Collected data entries
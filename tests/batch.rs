mod common;

use std::fs;
use std::path::PathBuf;

use common::{pattern, video_bytes, write, FakeTool};
use motionmux::batch::{self, BatchOptions};
use motionmux::extract::{contains_video, find_embedded_video};
use motionmux::media::ImageType;
use motionmux::trailer::SamsungTrailer;

fn options(input: PathBuf, output: PathBuf) -> BatchOptions {
    BatchOptions {
        input_directory: input,
        output_directory: Some(output),
        recursive: true,
        copy_unmuxed: true,
        jobs: Some(2),
        ..Default::default()
    }
}

#[test]
fn muxes_pairs_and_copies_the_rest() {
    let dir = tempfile::tempdir().unwrap();
    let input = dir.path().join("in");
    let output = dir.path().join("out");
    let video_a = video_bytes(400);
    let video_c = video_bytes(700);
    write(&input.join("a.jpg"), &pattern(100, 1));
    write(&input.join("a.mp4"), &video_a);
    write(&input.join("b.jpg"), &pattern(100, 2));
    write(&input.join("notes.txt"), b"notes");
    write(&input.join("sub/c.heic"), &pattern(300, 3));
    write(&input.join("sub/c.MOV"), &video_c);

    let tool = FakeTool::live_photo();
    let summary = batch::run(&options(input.clone(), output.clone()), || tool.clone()).unwrap();

    assert!(summary.is_success(), "{:?}", summary.failures);
    assert_eq!(summary.muxed, 2);
    assert_eq!(summary.copied, 2);
    assert_eq!(summary.skipped, 0);

    let a = fs::read(output.join("a.jpg")).unwrap();
    assert_eq!(find_embedded_video(&a), Some(video_a.as_slice()));
    let c = fs::read(output.join("sub/c.heic")).unwrap();
    assert_eq!(find_embedded_video(&c), Some(video_c.as_slice()));
    assert_eq!(fs::read(output.join("b.jpg")).unwrap(), pattern(100, 2));
    assert_eq!(fs::read(output.join("notes.txt")).unwrap(), b"notes");
    assert!(!output.join("a.mp4").exists());
}

#[test]
fn incremental_run_skips_finished_pairs() {
    let dir = tempfile::tempdir().unwrap();
    let input = dir.path().join("in");
    let output = dir.path().join("out");
    write(&input.join("a.jpg"), &pattern(100, 1));
    write(&input.join("a.mov"), &video_bytes(400));
    write(&input.join("b.heic"), &pattern(100, 2));
    write(&input.join("b.mov"), &video_bytes(500));
    write(&input.join("readme.md"), b"hello");

    let tool = FakeTool::live_photo();
    let options = BatchOptions {
        incremental: true,
        ..options(input, output)
    };

    let first = batch::run(&options, || tool.clone()).unwrap();
    assert_eq!((first.muxed, first.skipped, first.copied), (2, 0, 1));

    let second = batch::run(&options, || tool.clone()).unwrap();
    assert_eq!((second.muxed, second.skipped, second.copied), (0, 2, 0));
    assert!(second.is_success());
}

#[test]
fn existing_motion_photos_are_copied_not_muxed() {
    let dir = tempfile::tempdir().unwrap();
    let input = dir.path().join("in");
    let output = dir.path().join("out");
    let image = pattern(100, 5);
    let embedded = video_bytes(200);
    let trailer = SamsungTrailer::new(embedded, ImageType::Jpg)
        .finalize(image.len() as u64)
        .unwrap();
    let mut motion_photo = image;
    motion_photo.extend_from_slice(&trailer.emit());
    write(&input.join("m.jpg"), &motion_photo);
    write(&input.join("m.mp4"), &video_bytes(300));

    let tool = FakeTool::live_photo();
    let summary = batch::run(&options(input, output.clone()), || tool.clone()).unwrap();

    assert_eq!((summary.muxed, summary.skipped, summary.copied), (0, 1, 2));
    assert_eq!(fs::read(output.join("m.jpg")).unwrap(), motion_photo);
    assert!(output.join("m.mp4").is_file());
}

#[test]
fn pairs_by_content_identifier() {
    let dir = tempfile::tempdir().unwrap();
    let input = dir.path().join("in");
    let output = dir.path().join("out");
    let video = video_bytes(300);
    write(&input.join("IMG_0001.HEIC"), &pattern(100, 1));
    write(&input.join("clip.mov"), &video);
    write(&input.join("other.mov"), &video_bytes(250));

    let mut tool = FakeTool::live_photo();
    tool.content_ids
        .insert(input.join("IMG_0001.HEIC"), "5F2C-ID".to_string());
    tool.content_ids
        .insert(input.join("clip.mov"), "5F2C-ID".to_string());
    let options = BatchOptions {
        exif_match: true,
        ..options(input, output.clone())
    };
    let summary = batch::run(&options, || tool.clone()).unwrap();

    assert_eq!(summary.muxed, 1);
    assert_eq!(summary.copied, 1);
    let muxed = fs::read(output.join("IMG_0001.HEIC")).unwrap();
    assert!(contains_video(&muxed, &video));
    assert!(output.join("other.mov").is_file());
}

#[test]
fn one_failure_does_not_stop_the_batch() {
    let dir = tempfile::tempdir().unwrap();
    let input = dir.path().join("in");
    let output = dir.path().join("out");
    for stem in ["a", "bad", "c"] {
        write(&input.join(format!("{}.jpg", stem)), &pattern(50, 1));
        write(&input.join(format!("{}.mp4", stem)), &video_bytes(100));
    }

    let tool = FakeTool {
        fail_injection_for: Some("bad".to_string()),
        ..FakeTool::live_photo()
    };
    let options = BatchOptions {
        copy_unmuxed: false,
        jobs: Some(3),
        ..options(input.clone(), output.clone())
    };
    let summary = batch::run(&options, || tool.clone()).unwrap();

    assert_eq!(summary.muxed, 2);
    assert_eq!(summary.failures.len(), 1);
    assert_eq!(summary.failures[0].0, input.join("bad.jpg"));
    assert!(output.join("a.jpg").is_file());
    assert!(output.join("c.jpg").is_file());
    assert!(!output.join("bad.jpg").exists());
}

#[test]
fn copy_unmuxed_into_input_directory_is_rejected() {
    let dir = tempfile::tempdir().unwrap();
    let options = options(dir.path().to_path_buf(), dir.path().to_path_buf());
    assert!(batch::run(&options, FakeTool::default).is_err());
}

#[test]
fn unreadable_file_does_not_stop_content_pairing() {
    let dir = tempfile::tempdir().unwrap();
    let input = dir.path().join("in");
    let output = dir.path().join("out");
    let video = video_bytes(300);
    write(&input.join("a.jpg"), &pattern(100, 1));
    write(&input.join("a_video.mov"), &video);
    write(&input.join("corrupt.jpg"), b"");

    let mut tool = FakeTool {
        unreadable: Some("corrupt.jpg".to_string()),
        ..FakeTool::live_photo()
    };
    tool.content_ids
        .insert(input.join("a.jpg"), "ID-1".to_string());
    tool.content_ids
        .insert(input.join("a_video.mov"), "ID-1".to_string());
    let options = BatchOptions {
        exif_match: true,
        ..options(input, output.clone())
    };
    let summary = batch::run(&options, || tool.clone()).unwrap();

    assert!(summary.is_success(), "{:?}", summary.failures);
    assert_eq!((summary.muxed, summary.copied), (1, 1));
    let muxed = fs::read(output.join("a.jpg")).unwrap();
    assert!(contains_video(&muxed, &video));
    assert!(output.join("corrupt.jpg").is_file());
}

#[test]
fn unusable_output_subdirectory_fails_only_its_pair() {
    let dir = tempfile::tempdir().unwrap();
    let input = dir.path().join("in");
    let output = dir.path().join("out");
    write(&input.join("a.jpg"), &pattern(100, 1));
    write(&input.join("a.mov"), &video_bytes(300));
    write(&input.join("sub/b.jpg"), &pattern(100, 2));
    write(&input.join("sub/b.mov"), &video_bytes(300));
    // a file where the mirrored directory should go
    write(&output.join("sub"), b"in the way");

    let options = BatchOptions {
        copy_unmuxed: false,
        ..options(input.clone(), output.clone())
    };
    let tool = FakeTool::live_photo();
    let summary = batch::run(&options, || tool.clone()).unwrap();

    assert_eq!(summary.muxed, 1);
    assert_eq!(summary.failures.len(), 1);
    assert_eq!(summary.failures[0].0, input.join("sub/b.jpg"));
    assert!(output.join("a.jpg").is_file());
}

• **PROBLEM REQUIREMENTS**:
Please transcribe all of the data above exactly.

• **ANSWER FOR THE TASK**:
filename tests/batch.rs
mod common;

use std::fs;
use std::path::PathBuf;

use common::{pattern, video_bytes, write, FakeTool};
use motionmux::batch::{self, BatchOptions};
use motionmux::extract::{contains_video, find_embedded_video};
use motionmux::media::ImageType;
use motionmux::trailer::SamsungTrailer;

fn options(input: PathBuf, output: PathBuf) -> BatchOptions {
    BatchOptions {
        input_directory: input,
        output_directory: Some(output),
        recursive: true,
        copy_unmuxed: true,
        jobs: Some(2),
        ..Default::default()
    }
}

#[test]
fn muxes_pairs_and_copies_the_rest() {
    let dir = tempfile::tempdir().unwrap();
    let input = dir.path().join("in");
    let output = dir.path().join("out");
    let video_a = video_bytes(400);
    let video_c = video_bytes(700);
    write(&input.join("a.jpg"), &pattern(100, 1));
    write(&input.join("a.mp4"), &video_a);
    write(&input.join("b.jpg"), &pattern(100, 2));
    write(&input.join("notes.txt"), b"notes");
    write(&input.join("sub/c.heic"), &pattern(300, 3));
    write(&input.join("sub/c.MOV"), &video_c);

    let tool = FakeTool::live_photo();
    let summary = batch::run(&options(input.clone(), output.clone()), || tool.clone()).unwrap();

    assert!(summary.is_success(), "{:?}", summary.failures);
    assert_eq!(summary.muxed, 2);
    assert_eq!(summary.copied, 2);
    assert_eq!(summary.skipped, 0);

    let a = fs::read(output.join("a.jpg")).unwrap();
    assert_eq!(find_embedded_video(&a), Some(video_a.as_slice()));
    let c = fs::read(output.join("sub/c.heic")).unwrap();
    assert_eq!(find_embedded_video(&c), Some(video_c.as_slice()));
    assert_eq!(fs::read(output.join("b.jpg")).unwrap(), pattern(100, 2));
    assert_eq!(fs::read(output.join("notes.txt")).unwrap(), b"notes");
    assert!(!output.join("a.mp4").exists());
}

#[test]
fn incremental_run_skips_finished_pairs() {
    let dir = tempfile::tempdir().unwrap();
    let input = dir.path().join("in");
    let output = dir.path().join("out");
    write(&input.join("a.jpg"), &pattern(100, 1));
    write(&input.join("a.mov"), &video_bytes(400));
    write(&input.join("b.heic"), &pattern(100, 2));
    write(&input.join("b.mov"), &video_bytes(500));
    write(&input.join("readme.md"), b"hello");

    let tool = FakeTool::live_photo();
    let options = BatchOptions {
        incremental: true,
        ..options(input, output)
    };

    let first = batch::run(&options, || tool.clone()).unwrap();
    assert_eq!((first.muxed, first.skipped, first.copied), (2, 0, 1));

    let second = batch::run(&options, || tool.clone()).unwrap();
    assert_eq!((second.muxed, second.skipped, second.copied), (0, 2, 0));
    assert!(second.is_success());
}

#[test]
fn existing_motion_photos_are_copied_not_muxed() {
    let dir = tempfile::tempdir().unwrap();
    let input = dir.path().join("in");
    let output = dir.path().join("out");
    let image = pattern(100, 5);
    let embedded = video_bytes(200);
    let trailer = SamsungTrailer::new(embedded, ImageType::Jpg)
        .finalize(image.len() as u64)
        .unwrap();
    let mut motion_photo = image;
    motion_photo.extend_from_slice(&trailer.emit());
    write(&input.join("m.jpg"), &motion_photo);
    write(&input.join("m.mp4"), &video_bytes(300));

    let tool = FakeTool::live_photo();
    let summary = batch::run(&options(input, output.clone()), || tool.clone()).unwrap();

    assert_eq!((summary.muxed, summary.skipped, summary.copied), (0, 1, 2));
    assert_eq!(fs::read(output.join("m.jpg")).unwrap(), motion_photo);
    assert!(output.join("m.mp4").is_file());
}

#[test]
fn pairs_by_content_identifier() {
    let dir = tempfile::tempdir().unwrap();
    let input = dir.path().join("in");
    let output = dir.path().join("out");
    let video = video_bytes(300);
    write(&input.join("IMG_0001.HEIC"), &pattern(100, 1));
    write(&input.join("clip.mov"), &video);
    write(&input.join("other.mov"), &video_bytes(250));

    let mut tool = FakeTool::live_photo();
    tool.content_ids
        .insert(input.join("IMG_0001.HEIC"), "5F2C-ID".to_string());
    tool.content_ids
        .insert(input.join("clip.mov"), "5F2C-ID".to_string());
    let options = BatchOptions {
        exif_match: true,
        ..options(input, output.clone())
    };
    let summary = batch::run(&options, || tool.clone()).unwrap();

    assert_eq!(summary.muxed, 1);
    assert_eq!(summary.copied, 1);
    let muxed = fs::read(output.join("IMG_0001.HEIC")).unwrap();
    assert!(contains_video(&muxed, &video));
    assert!(output.join("other.mov").is_file());
}

#[test]
fn one_failure_does_not_stop_the_batch() {
    let dir = tempfile::tempdir().unwrap();
    let input = dir.path().join("in");
    let output = dir.path().join("out");
    for stem in ["a", "bad", "c"] {
        write(&input.join(format!("{}.jpg", stem)), &pattern(50, 1));
        write(&input.join(format!("{}.mp4", stem)), &video_bytes(100));
    }

    let tool = FakeTool {
        fail_injection_for: Some("bad".to_string()),
        ..FakeTool::live_photo()
    };
    let options = BatchOptions {
        copy_unmuxed: false,
        jobs: Some(3),
        ..options(input.clone(), output.clone())
    };
    let summary = batch::run(&options, || tool.clone()).unwrap();

    assert_eq!(summary.muxed, 2);
    assert_eq!(summary.failures.len(), 1);
    assert_eq!(summary.failures[0].0, input.join("bad.jpg"));
    assert!(output.join("a.jpg").is_file());
    assert!(output.join("c.jpg").is_file());
    assert!(!output.join("bad.jpg").exists());
}

#[test]
fn copy_unmuxed_into_input_directory_is_rejected() {
    let dir = tempfile::tempdir().unwrap();
    let options = options(dir.path().to_path_buf(), dir.path().to_path_buf());
    assert!(batch::run(&options, FakeTool::default).is_err());
}

#[test]
fn unreadable_file_does_not_stop_content_pairing() {
    let dir = tempfile::tempdir().unwrap();
    let input = dir.path().join("in");
    let output = dir.path().join("out");
    let video = video_bytes(300);
    write(&input.join("a.jpg"), &pattern(100, 1));
    write(&input.join("a_video.mov"), &video);
    write(&input.join("corrupt.jpg"), b"");

    let mut tool = FakeTool {
        unreadable: Some("corrupt.jpg".to_string()),
        ..FakeTool::live_photo()
    };
    tool.content_ids
        .insert(input.join("a.jpg"), "ID-1".to_string());
    tool.content_ids
        .insert(input.join("a_video.mov"), "ID-1".to_string());
    let options = BatchOptions {
        exif_match: true,
        ..options(input, output.clone())
    };
    let summary = batch::run(&options, || tool.clone()).unwrap();

    assert!(summary.is_success(), "{:?}", summary.failures);
    assert_eq!((summary.muxed, summary.copied), (1, 1));
    let muxed = fs::read(output.join("a.jpg")).unwrap();
    assert!(contains_video(&muxed, &video));
    assert!(output.join("corrupt.jpg").is_file());
}

#[test]
fn unusable_output_subdirectory_fails_only_its_pair() {
    let dir = tempfile::tempdir().unwrap();
    let input = dir.path().join("in");
    let output = dir.path().join("out");
    write(&input.join("a.jpg"), &pattern(100, 1));
    write(&input.join("a.mov"), &video_bytes(300));
    write(&input.join("sub/b.jpg"), &pattern(100, 2));
    write(&input.join("sub/b.mov"), &video_bytes(300));
    // a file where the mirrored directory should go
    write(&output.join("sub"), b"in the way");

    let options = BatchOptions {
        copy_unmuxed: false,
        ..options(input.clone(), output.clone())
    };
    let tool = FakeTool::live_photo();
    let summary = batch::run(&options, || tool.clone()).unwrap();

    assert_eq!(summary.muxed, 1);
    assert_eq!(summary.failures.len(), 1);
    assert_eq!(summary.failures[0].0, input.join("sub/b.jpg"));
    assert!(output.join("a.jpg").is_file());
}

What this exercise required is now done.